Oh my goodness, have I missed you all! I am leaving today for a vacation at Sea Ranch. It's on the northern coast of CA, and we're renting a house for 3 or 4 days. I'm hoping that some quiet time together on the beach, with no phones, homework, comptuters, etc. will help to establish the equalibrium my family needs. My kids are
still acting out from my surgery, and we all just need to chill together! So, I won't be posting again until next weekend.
I've read many of your recent posts. There is so much going on! I wish I had time to respond to my girls...

. Please know that I am thinking about you all.
I haven't posted for a while....My body is doing just great. No pain or complications--just tons of fatigue still. But, I had a very unfortunate experience with my therapist of 10 years. We had a phone session last week, as I was too tired to drive the 45 minutes of winding roads to get there. She said some things that really hurt my feelings and then was a real jerk about it. I'd decided that we'd really gone as far as we can go together (10 years is pretty unheard of!), and talked to her about it in our session in person this past Friday. It was really awful! She let it slip that she thought that all of my physical problems stemmed from unresolved conflicts ( that I have Conversion Disorder), and had been waiting for me to agree with her about it all this time.

I'm really more shocked and confused, than I am devastated or angry. Still, it's hard to stop thinking about it

as we've had such a long, caring relationship and she's helped me in so many ways. There is no way to make sense of it and it driving me crazy!
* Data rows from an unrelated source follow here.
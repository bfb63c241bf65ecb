//! Integration test utilities for the reaction service
//!
//! This crate provides helpers for running end-to-end tests against
//! the HTTP server backed by a real PostgreSQL database.

pub mod fixtures;
pub mod helpers;

pub use fixtures::*;
pub use helpers::*;
//! Repository implementations
//!
//! PostgreSQL implementations of the repository traits defined in reaction-core.

mod error;
mod option;
mod reaction;
mod user;

pub use option::PgOptionRepository;
pub use reaction::PgReactionRepository;
pub use user::PgUserRepository;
I feel like I'm in the twilight zone, and am truly worried about her.

I hope I can let go of this during my vacation! My DH has been a doll, and as we are both in the mental health field, he's been very helpful in trying to figure out what happened to her. And, most importantly, to reassure me that she's gone around the bend, and is completely wrong about me!
OK, my family is awaiting me!
I love you all, and feel so lucky to have you!